Taxpayers may under certain circumstances request that a senior SARS official condone the lateness of an objection or appeal. Objections submitted more than 30 business days late and appeals submitted more than 21 business days late will only be condoned if the taxpayer can show that exceptional circumstances exist which gave rise to the delay. This is no easy task. Objections submitted less than 30 business days late and appeals submitted less than 21 business days late will only be condoned if reasonable grounds exist for the delay. SARS has made it clear that ignorance of the law (and therefore of the time periods in the Rules) will not be accepted as reasonable grounds and certainly not as exceptional circumstances.

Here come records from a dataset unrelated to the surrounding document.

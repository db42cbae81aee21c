//! Layout presets and the built-in document-family registry.
//!
//! A [`LayoutPreset`] bundles every hand-tuned constant needed to cut one
//! family of documents. The built-in families are the closed enum
//! [`DocumentFamily`]; [`lookup`] resolves a family key and validates the
//! resulting preset.

use std::collections::HashSet;
use std::fmt;
use std::str::FromStr;

use crate::error::ConfigError;

/// Rows kept from the top of every page; the footer below is discarded.
pub const DEFAULT_CUT_FOOTER: u32 = 2333;
/// Resolution pages are rendered at.
pub const DEFAULT_DPI: u32 = 300;
/// Binarization threshold used while slicing.
pub const DEFAULT_CUT_THRESH: u8 = 240;

/// Field directory names that would collide with run bookkeeping.
const RESERVED_ITEMS: &[&str] = &["temp"];

/// How the anchor column of a page is found.
#[derive(Debug, Clone, Copy, PartialEq, Eq)]
#[cfg_attr(feature = "serde", derive(serde::Serialize, serde::Deserialize))]
pub enum AnchorMode {
    /// The anchor is the constant `dist_marker` for every page.
    #[cfg_attr(feature = "serde", serde(rename = "fixed"))]
    Fixed,
    /// The anchor is the first column containing ink (the number glyphs).
    #[cfg_attr(feature = "serde", serde(rename = "flexible_no"))]
    FlexibleNumber,
    /// The anchor is the first column dense enough to be the marker column.
    #[cfg_attr(feature = "serde", serde(rename = "flexible_ma"))]
    FlexibleMarker,
}

impl AnchorMode {
    /// Returns the preset tag for this mode.
    pub fn as_str(&self) -> &'static str {
        match self {
            AnchorMode::Fixed => "fixed",
            AnchorMode::FlexibleNumber => "flexible_no",
            AnchorMode::FlexibleMarker => "flexible_ma",
        }
    }
}

impl fmt::Display for AnchorMode {
    fn fmt(&self, f: &mut fmt::Formatter<'_>) -> fmt::Result {
        f.write_str(self.as_str())
    }
}

impl FromStr for AnchorMode {
    type Err = ConfigError;

    fn from_str(s: &str) -> Result<Self, Self::Err> {
        match s {
            "fixed" => Ok(AnchorMode::Fixed),
            "flexible_no" => Ok(AnchorMode::FlexibleNumber),
            "flexible_ma" => Ok(AnchorMode::FlexibleMarker),
            other => Err(ConfigError::UnknownMode(other.to_string())),
        }
    }
}

/// Pixel geometry of a layout, relative to the anchor or the page edge
/// depending on the [`AnchorMode`].
#[derive(Debug, Clone, Copy, PartialEq, Eq)]
#[cfg_attr(feature = "serde", derive(serde::Serialize, serde::Deserialize))]
pub struct Geometry {
    /// Distance to the start of the marker column.
    pub dist_marker: u32,
    /// Width of the marker column.
    pub width_marker: u32,
    /// Distance to the start of the field contents.
    pub dist_sents: u32,
    /// Smallest accepted first ink column, measured from the left edge.
    pub min_dist_no: u32,
    /// Maximum width of a record number.
    pub width_no: u32,
    /// Horizontal correction added to a density-located marker anchor.
    pub hori_ma_offset: i32,
}

/// Immutable cutting configuration for one document family.
#[derive(Debug, Clone, PartialEq, Eq)]
#[cfg_attr(feature = "serde", derive(serde::Serialize, serde::Deserialize))]
pub struct LayoutPreset {
    /// Document-family key.
    pub name: String,
    /// Rows kept per page.
    pub cut_footer: u32,
    /// Render resolution.
    pub dpi: u32,
    /// Binarization threshold for anchor search and band detection.
    pub cut_thresh: u8,
    /// Field names in on-page order; also the output directory names.
    pub items: Vec<String>,
    /// Anchor strategy.
    pub mode: AnchorMode,
    /// Mode-specific pixel geometry.
    pub geometry: Geometry,
}

impl LayoutPreset {
    /// Create a preset with the default footer, resolution and threshold.
    pub fn new<S: AsRef<str>>(
        name: impl Into<String>,
        items: &[S],
        mode: AnchorMode,
        geometry: Geometry,
    ) -> Self {
        Self {
            name: name.into(),
            cut_footer: DEFAULT_CUT_FOOTER,
            dpi: DEFAULT_DPI,
            cut_thresh: DEFAULT_CUT_THRESH,
            items: items.iter().map(|s| s.as_ref().to_string()).collect(),
            mode,
            geometry,
        }
    }

    /// Set the number of rows kept per page (builder pattern).
    pub fn with_cut_footer(mut self, cut_footer: u32) -> Self {
        self.cut_footer = cut_footer;
        self
    }

    /// Set the slicing threshold (builder pattern).
    pub fn with_cut_thresh(mut self, cut_thresh: u8) -> Self {
        self.cut_thresh = cut_thresh;
        self
    }

    /// Number of fields per record.
    pub fn field_count(&self) -> usize {
        self.items.len()
    }

    /// Check the preset's invariants.
    ///
    /// # Errors
    ///
    /// Returns [`ConfigError::InvalidPreset`] if the item list is empty, has
    /// duplicates or names unusable as directories, if a width or the footer
    /// is zero, or if a fixed layout would put the number column left of the
    /// page.
    pub fn validate(&self) -> Result<(), ConfigError> {
        let invalid = |reason: String| ConfigError::InvalidPreset {
            name: self.name.clone(),
            reason,
        };

        if self.items.is_empty() {
            return Err(invalid("items must not be empty".to_string()));
        }
        let mut seen = HashSet::new();
        for item in &self.items {
            if item.is_empty()
                || item.contains(['/', '\\'])
                || item == "."
                || item == ".."
                || RESERVED_ITEMS.contains(&item.as_str())
            {
                return Err(invalid(format!("unusable item name '{item}'")));
            }
            if !seen.insert(item.as_str()) {
                return Err(invalid(format!("duplicate item '{item}'")));
            }
        }
        if self.cut_footer == 0 {
            return Err(invalid("cut_footer must be positive".to_string()));
        }
        if self.dpi == 0 {
            return Err(invalid("dpi must be positive".to_string()));
        }
        if self.geometry.width_marker == 0 || self.geometry.width_no == 0 {
            return Err(invalid("column widths must be positive".to_string()));
        }
        if self.mode == AnchorMode::Fixed && self.geometry.dist_marker < self.geometry.width_no {
            return Err(invalid(format!(
                "dist_marker ({}) is smaller than width_no ({})",
                self.geometry.dist_marker, self.geometry.width_no
            )));
        }
        Ok(())
    }
}

const ITEMS_BASIC1: &[&str] = &[
    "english",
    "literal",
    "simplified",
    "traditional",
    "pinyin",
    "phonetic",
];
const ITEMS_BASIC2: &[&str] = &["english", "simplified", "traditional", "pinyin", "phonetic"];
const ITEMS_DAILY: &[&str] = &["english", "traditional", "simplified", "pinyin", "phonetic"];
const ITEMS_BUSINESS: &[&str] = &["english", "traditional", "simplified", "pinyin"];

const BASIC_GEOMETRY: Geometry = Geometry {
    dist_marker: 90,
    width_marker: 50,
    dist_sents: 155,
    min_dist_no: 100,
    width_no: 70,
    hori_ma_offset: 0,
};

const FIXED_GEOMETRY: Geometry = Geometry {
    dist_marker: 300,
    width_marker: 70,
    dist_sents: 375,
    min_dist_no: 100,
    width_no: 100,
    hori_ma_offset: 0,
};

const MARKER_GEOMETRY: Geometry = Geometry {
    dist_marker: 0,
    width_marker: 50,
    dist_sents: 65,
    min_dist_no: 100,
    width_no: 95,
    hori_ma_offset: 0,
};

/// Built-in document families.
#[derive(Debug, Clone, Copy, PartialEq, Eq, Hash)]
pub enum DocumentFamily {
    /// GLOSSIKA-EBK-ENZH-B1
    EnzhBasic1,
    /// GLOSSIKA-EBK-ENZH-B2
    EnzhBasic2,
    /// GLOSSIKA-EBK-ENZH-B3
    EnzhBasic3,
    /// GLOSSIKA-EBK-ENZH-DLY
    EnzhDaily,
    /// GLOSSIKA-EBK-ENZH-BIZINTRO
    EnzhBusinessIntro,
    /// GLOSSIKA-EBK-BIZ1-ENZH
    Business1Enzh,
}

impl DocumentFamily {
    /// Every registered family, in registry order.
    pub const ALL: [DocumentFamily; 6] = [
        DocumentFamily::EnzhBasic1,
        DocumentFamily::EnzhBasic2,
        DocumentFamily::EnzhBasic3,
        DocumentFamily::EnzhDaily,
        DocumentFamily::EnzhBusinessIntro,
        DocumentFamily::Business1Enzh,
    ];

    /// Returns the document-family key (the source file stem).
    pub fn key(&self) -> &'static str {
        match self {
            DocumentFamily::EnzhBasic1 => "GLOSSIKA-EBK-ENZH-B1",
            DocumentFamily::EnzhBasic2 => "GLOSSIKA-EBK-ENZH-B2",
            DocumentFamily::EnzhBasic3 => "GLOSSIKA-EBK-ENZH-B3",
            DocumentFamily::EnzhDaily => "GLOSSIKA-EBK-ENZH-DLY",
            DocumentFamily::EnzhBusinessIntro => "GLOSSIKA-EBK-ENZH-BIZINTRO",
            DocumentFamily::Business1Enzh => "GLOSSIKA-EBK-BIZ1-ENZH",
        }
    }

    /// Build the preset for this family.
    pub fn preset(&self) -> LayoutPreset {
        let key = self.key();
        match self {
            DocumentFamily::EnzhBasic1 => LayoutPreset::new(
                key,
                ITEMS_BASIC1,
                AnchorMode::FlexibleNumber,
                BASIC_GEOMETRY,
            ),
            DocumentFamily::EnzhBasic2 | DocumentFamily::EnzhBasic3 => LayoutPreset::new(
                key,
                ITEMS_BASIC2,
                AnchorMode::FlexibleNumber,
                BASIC_GEOMETRY,
            ),
            DocumentFamily::EnzhDaily => {
                LayoutPreset::new(key, ITEMS_DAILY, AnchorMode::Fixed, FIXED_GEOMETRY)
            }
            DocumentFamily::EnzhBusinessIntro => LayoutPreset::new(
                key,
                ITEMS_DAILY,
                AnchorMode::FlexibleMarker,
                MARKER_GEOMETRY,
            ),
            DocumentFamily::Business1Enzh => LayoutPreset::new(
                key,
                ITEMS_BUSINESS,
                AnchorMode::FlexibleMarker,
                Geometry {
                    width_no: 150,
                    hori_ma_offset: -5,
                    dist_sents: 70,
                    ..MARKER_GEOMETRY
                },
            ),
        }
    }
}

impl fmt::Display for DocumentFamily {
    fn fmt(&self, f: &mut fmt::Formatter<'_>) -> fmt::Result {
        f.write_str(self.key())
    }
}

impl FromStr for DocumentFamily {
    type Err = ConfigError;

    fn from_str(s: &str) -> Result<Self, Self::Err> {
        DocumentFamily::ALL
            .into_iter()
            .find(|family| family.key() == s)
            .ok_or_else(|| ConfigError::UnknownPreset(s.to_string()))
    }
}

/// Resolve a document-family key to its validated preset.
///
/// # Errors
///
/// Returns [`ConfigError::UnknownPreset`] for keys outside the registry and
/// [`ConfigError::InvalidPreset`] if the registered preset fails validation.
pub fn lookup(name: &str) -> Result<LayoutPreset, ConfigError> {
    let preset = name.parse::<DocumentFamily>()?.preset();
    preset.validate()?;
    Ok(preset)
}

Taxpayers may request reasons for an assessment to enable them to formulate an objection. A request for reasons must be submitted within 30 business days from the date of the assessment. Once SARS has notified a taxpayer of its reasons, the taxpayer has a further 30 business days to lodge an objection. In our experience it seems that the additional days occasioned by a taxpayer’s request for reasons are not always taken into account by SARS. Instead, eFiling automatically generates a notice of disallowance, citing the lateness of the objection as the reason.
For many taxpayers who are unaware of their rights and unable to afford proper representation, the matter presumably ends there. For others, a solution may be to lodge an additional objection against the disallowance. Although this allows taxpayers to motivate why the original objection was not late in the first place, it should not be necessary for taxpayers to spend time and resources in doing this. Such time and resources could have been spent on more worthwhile pursuits, such as trying to sustain or rebuild their business in these difficult times.
Erroneous notices generated by eFiling are confusing to taxpayers. SARS’s systems should be in alignment with the law, in particular regarding the counting of days for lodging an objection, which should take into account the additional days where a taxpayer has exercised the right to request reasons for an assessment. Taxpayers in need of assistance should contact their tax advisors as soon as they notice something amiss in an assessment – as time may be running out.